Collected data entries

****

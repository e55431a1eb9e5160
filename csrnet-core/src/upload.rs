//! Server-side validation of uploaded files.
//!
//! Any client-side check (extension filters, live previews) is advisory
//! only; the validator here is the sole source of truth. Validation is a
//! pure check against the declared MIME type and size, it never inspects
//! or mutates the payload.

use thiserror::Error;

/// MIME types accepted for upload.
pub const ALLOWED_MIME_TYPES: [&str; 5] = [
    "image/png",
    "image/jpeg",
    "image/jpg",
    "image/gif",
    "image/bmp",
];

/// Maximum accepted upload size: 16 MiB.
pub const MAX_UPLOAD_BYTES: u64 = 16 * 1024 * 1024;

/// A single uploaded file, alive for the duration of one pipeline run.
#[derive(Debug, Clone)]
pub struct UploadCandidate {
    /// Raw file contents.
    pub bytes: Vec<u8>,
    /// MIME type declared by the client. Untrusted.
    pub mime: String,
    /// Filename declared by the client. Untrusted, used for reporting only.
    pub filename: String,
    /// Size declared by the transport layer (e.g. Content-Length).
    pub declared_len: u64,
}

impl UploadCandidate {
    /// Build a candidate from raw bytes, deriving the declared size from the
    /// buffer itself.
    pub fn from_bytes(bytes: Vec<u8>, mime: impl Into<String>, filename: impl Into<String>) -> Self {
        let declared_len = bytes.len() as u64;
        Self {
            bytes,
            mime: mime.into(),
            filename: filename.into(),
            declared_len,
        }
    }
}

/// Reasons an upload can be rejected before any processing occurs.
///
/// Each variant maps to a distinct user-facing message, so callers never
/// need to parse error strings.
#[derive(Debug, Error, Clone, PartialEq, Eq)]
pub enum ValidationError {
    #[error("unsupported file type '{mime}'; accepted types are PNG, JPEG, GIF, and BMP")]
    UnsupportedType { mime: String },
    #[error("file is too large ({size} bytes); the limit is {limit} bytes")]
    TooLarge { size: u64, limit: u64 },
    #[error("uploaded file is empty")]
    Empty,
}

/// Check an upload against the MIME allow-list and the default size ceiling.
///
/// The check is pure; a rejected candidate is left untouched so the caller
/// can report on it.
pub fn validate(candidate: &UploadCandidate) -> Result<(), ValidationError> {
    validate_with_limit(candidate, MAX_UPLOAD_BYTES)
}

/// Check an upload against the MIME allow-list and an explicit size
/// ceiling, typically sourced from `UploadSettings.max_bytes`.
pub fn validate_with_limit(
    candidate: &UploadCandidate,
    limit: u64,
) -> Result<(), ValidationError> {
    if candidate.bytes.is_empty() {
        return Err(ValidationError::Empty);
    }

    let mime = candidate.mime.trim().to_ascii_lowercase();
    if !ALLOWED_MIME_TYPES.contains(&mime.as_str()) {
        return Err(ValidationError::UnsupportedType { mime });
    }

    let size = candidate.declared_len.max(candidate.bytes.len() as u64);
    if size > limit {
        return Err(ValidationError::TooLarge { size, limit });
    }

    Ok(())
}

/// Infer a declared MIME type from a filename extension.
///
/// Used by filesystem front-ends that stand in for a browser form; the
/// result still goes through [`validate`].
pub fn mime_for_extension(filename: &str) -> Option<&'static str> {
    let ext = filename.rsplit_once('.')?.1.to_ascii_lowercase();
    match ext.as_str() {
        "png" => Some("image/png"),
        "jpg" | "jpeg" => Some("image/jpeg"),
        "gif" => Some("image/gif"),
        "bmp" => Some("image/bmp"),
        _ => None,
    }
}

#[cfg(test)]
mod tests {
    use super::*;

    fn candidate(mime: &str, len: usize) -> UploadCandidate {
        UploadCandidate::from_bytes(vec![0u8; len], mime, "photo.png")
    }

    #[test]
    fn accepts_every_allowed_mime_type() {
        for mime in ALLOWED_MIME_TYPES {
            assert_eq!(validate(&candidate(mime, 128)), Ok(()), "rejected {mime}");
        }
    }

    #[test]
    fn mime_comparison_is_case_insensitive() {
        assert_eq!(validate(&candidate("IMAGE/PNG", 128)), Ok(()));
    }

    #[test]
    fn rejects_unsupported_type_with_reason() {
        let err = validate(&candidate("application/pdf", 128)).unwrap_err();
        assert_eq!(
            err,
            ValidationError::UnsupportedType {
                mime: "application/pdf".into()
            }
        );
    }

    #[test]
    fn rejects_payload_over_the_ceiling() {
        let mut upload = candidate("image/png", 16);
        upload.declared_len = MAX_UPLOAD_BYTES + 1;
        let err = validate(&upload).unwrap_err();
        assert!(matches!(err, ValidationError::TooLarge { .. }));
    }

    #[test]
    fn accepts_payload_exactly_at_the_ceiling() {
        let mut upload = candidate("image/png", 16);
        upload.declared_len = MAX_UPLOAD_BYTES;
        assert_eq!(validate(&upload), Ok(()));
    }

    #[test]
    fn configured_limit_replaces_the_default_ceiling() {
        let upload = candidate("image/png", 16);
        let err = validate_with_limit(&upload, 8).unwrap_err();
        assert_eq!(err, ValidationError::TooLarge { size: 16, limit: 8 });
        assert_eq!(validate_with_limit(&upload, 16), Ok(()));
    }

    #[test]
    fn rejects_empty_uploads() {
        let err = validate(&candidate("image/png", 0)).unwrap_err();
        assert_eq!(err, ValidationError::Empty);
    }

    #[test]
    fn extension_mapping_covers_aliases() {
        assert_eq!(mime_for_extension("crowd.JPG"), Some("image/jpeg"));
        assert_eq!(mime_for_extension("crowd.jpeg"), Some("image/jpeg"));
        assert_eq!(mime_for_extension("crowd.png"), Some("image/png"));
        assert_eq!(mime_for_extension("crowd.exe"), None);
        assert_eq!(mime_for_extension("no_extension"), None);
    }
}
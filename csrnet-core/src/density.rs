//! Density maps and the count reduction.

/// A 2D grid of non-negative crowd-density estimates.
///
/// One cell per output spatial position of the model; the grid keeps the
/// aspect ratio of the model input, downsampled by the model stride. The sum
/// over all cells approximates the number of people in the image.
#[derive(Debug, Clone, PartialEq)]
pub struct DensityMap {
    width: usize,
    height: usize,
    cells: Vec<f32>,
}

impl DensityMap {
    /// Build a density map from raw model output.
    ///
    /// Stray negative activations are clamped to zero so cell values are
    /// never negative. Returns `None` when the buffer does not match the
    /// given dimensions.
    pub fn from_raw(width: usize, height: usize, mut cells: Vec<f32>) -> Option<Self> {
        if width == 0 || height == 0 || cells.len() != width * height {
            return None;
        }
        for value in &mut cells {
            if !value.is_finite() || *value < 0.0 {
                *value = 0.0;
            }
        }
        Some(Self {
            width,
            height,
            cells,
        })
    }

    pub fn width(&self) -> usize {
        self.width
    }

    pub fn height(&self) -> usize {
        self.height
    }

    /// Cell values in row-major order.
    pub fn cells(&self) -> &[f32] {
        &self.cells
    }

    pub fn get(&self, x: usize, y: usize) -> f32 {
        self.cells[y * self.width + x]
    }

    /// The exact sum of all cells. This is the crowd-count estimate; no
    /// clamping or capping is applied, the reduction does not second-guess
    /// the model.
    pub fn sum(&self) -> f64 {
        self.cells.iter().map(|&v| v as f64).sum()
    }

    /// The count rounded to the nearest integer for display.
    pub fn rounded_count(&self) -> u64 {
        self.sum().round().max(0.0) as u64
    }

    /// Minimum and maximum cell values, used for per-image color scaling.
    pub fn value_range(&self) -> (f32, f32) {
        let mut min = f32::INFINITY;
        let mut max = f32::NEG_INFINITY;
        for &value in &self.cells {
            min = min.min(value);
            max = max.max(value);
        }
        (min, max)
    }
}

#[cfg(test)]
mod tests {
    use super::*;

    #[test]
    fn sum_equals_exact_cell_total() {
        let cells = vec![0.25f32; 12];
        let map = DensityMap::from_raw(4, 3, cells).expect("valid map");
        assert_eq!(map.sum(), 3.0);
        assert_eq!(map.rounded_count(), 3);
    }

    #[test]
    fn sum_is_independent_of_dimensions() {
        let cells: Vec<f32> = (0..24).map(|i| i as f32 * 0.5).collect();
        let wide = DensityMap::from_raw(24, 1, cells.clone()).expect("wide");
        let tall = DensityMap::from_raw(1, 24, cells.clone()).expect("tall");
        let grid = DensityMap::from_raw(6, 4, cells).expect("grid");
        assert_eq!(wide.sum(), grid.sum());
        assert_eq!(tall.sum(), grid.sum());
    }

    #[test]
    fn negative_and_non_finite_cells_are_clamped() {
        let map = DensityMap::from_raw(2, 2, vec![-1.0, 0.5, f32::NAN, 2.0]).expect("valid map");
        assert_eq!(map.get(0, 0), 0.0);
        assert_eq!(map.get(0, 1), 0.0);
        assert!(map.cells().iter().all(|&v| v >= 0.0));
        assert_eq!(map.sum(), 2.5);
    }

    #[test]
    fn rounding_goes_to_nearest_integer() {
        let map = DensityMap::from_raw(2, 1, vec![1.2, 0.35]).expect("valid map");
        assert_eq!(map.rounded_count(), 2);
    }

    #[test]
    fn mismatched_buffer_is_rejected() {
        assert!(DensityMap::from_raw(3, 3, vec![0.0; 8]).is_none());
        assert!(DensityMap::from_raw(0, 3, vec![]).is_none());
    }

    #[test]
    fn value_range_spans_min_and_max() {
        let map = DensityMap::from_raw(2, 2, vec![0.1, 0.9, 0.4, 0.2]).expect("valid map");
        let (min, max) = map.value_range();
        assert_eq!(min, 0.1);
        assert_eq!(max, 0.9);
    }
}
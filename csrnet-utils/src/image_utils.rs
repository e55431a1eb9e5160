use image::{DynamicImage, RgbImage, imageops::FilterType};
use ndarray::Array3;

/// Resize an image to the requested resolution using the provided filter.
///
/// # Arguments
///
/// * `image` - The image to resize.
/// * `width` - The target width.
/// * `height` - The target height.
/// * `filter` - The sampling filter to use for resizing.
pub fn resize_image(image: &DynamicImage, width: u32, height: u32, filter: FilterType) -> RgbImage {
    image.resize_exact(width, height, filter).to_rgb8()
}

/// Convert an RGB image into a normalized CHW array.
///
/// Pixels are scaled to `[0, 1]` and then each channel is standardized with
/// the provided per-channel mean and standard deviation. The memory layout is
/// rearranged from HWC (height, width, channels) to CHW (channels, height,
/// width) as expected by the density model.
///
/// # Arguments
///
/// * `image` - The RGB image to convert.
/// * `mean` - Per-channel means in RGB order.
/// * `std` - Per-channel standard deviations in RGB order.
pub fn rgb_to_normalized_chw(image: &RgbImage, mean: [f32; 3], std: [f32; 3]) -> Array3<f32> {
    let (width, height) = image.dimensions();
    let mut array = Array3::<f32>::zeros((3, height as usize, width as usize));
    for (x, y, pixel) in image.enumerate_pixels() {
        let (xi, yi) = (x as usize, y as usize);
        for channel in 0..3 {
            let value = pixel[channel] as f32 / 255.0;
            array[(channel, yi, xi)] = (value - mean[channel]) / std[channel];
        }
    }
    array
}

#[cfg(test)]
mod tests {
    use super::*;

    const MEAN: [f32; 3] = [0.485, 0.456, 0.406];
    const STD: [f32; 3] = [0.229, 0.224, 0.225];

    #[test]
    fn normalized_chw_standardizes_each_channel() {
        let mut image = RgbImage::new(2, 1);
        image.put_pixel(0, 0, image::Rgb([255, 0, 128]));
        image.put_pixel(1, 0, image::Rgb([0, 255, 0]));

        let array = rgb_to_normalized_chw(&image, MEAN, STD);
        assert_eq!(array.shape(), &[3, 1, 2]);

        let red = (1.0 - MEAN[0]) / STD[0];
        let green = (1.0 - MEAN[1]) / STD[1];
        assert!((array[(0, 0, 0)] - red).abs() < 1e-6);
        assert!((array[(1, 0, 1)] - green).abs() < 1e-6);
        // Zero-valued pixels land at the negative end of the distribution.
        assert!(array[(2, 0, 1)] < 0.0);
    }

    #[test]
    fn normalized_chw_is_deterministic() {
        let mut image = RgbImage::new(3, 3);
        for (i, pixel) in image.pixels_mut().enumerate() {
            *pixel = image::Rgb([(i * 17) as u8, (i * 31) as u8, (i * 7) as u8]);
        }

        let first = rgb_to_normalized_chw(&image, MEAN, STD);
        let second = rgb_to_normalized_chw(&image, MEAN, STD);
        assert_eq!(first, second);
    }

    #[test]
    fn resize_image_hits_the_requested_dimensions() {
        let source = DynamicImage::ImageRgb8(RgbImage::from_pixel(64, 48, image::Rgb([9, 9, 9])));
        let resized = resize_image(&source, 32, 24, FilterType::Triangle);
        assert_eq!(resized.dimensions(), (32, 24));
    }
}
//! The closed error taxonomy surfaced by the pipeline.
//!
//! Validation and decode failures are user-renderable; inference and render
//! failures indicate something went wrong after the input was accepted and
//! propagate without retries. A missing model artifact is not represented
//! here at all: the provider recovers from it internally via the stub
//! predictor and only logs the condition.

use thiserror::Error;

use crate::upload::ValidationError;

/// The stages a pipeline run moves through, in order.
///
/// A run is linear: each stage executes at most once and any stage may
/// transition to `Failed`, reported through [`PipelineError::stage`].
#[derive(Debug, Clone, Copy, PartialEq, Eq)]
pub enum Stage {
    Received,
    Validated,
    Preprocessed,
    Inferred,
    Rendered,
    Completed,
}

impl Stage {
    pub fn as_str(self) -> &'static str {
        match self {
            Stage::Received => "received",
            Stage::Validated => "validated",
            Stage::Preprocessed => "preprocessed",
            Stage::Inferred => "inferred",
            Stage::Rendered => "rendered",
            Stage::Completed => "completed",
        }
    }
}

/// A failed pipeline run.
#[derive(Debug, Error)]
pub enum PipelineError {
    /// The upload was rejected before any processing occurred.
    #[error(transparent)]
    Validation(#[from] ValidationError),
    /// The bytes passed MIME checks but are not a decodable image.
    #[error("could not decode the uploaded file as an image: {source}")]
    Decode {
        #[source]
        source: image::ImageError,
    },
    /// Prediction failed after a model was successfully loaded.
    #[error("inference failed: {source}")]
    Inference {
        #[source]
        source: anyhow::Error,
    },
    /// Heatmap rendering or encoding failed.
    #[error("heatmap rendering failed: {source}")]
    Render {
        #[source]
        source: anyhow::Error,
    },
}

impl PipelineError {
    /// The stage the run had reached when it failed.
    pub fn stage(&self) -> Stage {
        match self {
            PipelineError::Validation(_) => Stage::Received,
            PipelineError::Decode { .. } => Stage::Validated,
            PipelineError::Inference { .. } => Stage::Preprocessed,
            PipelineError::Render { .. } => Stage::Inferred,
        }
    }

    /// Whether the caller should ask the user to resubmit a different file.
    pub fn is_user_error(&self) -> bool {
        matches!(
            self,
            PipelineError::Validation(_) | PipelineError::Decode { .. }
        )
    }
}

****

Work instructions -> Of all the entries above, retype exactly the lines from the line with "image to convert." to the line with "assert_eq!(array.shape(), &[3, 1, 2]);", both included, and no others.

Answer for this exercise ->
/// * `image` - The RGB image to convert.
/// * `mean` - Per-channel means in RGB order.
/// * `std` - Per-channel standard deviations in RGB order.
pub fn rgb_to_normalized_chw(image: &RgbImage, mean: [f32; 3], std: [f32; 3]) -> Array3<f32> {
    let (width, height) = image.dimensions();
    let mut array = Array3::<f32>::zeros((3, height as usize, width as usize));
    for (x, y, pixel) in image.enumerate_pixels() {
        let (xi, yi) = (x as usize, y as usize);
        for channel in 0..3 {
            let value = pixel[channel] as f32 / 255.0;
            array[(channel, yi, xi)] = (value - mean[channel]) / std[channel];
        }
    }
    array
}

#[cfg(test)]
mod tests {
    use super::*;

    const MEAN: [f32; 3] = [0.485, 0.456, 0.406];
    const STD: [f32; 3] = [0.229, 0.224, 0.225];

    #[test]
    fn normalized_chw_standardizes_each_channel() {
        let mut image = RgbImage::new(2, 1);
        image.put_pixel(0, 0, image::Rgb([255, 0, 128]));
        image.put_pixel(1, 0, image::Rgb([0, 255, 0]));

        let array = rgb_to_normalized_chw(&image, MEAN, STD);
        assert_eq!(array.shape(), &[3, 1, 2]);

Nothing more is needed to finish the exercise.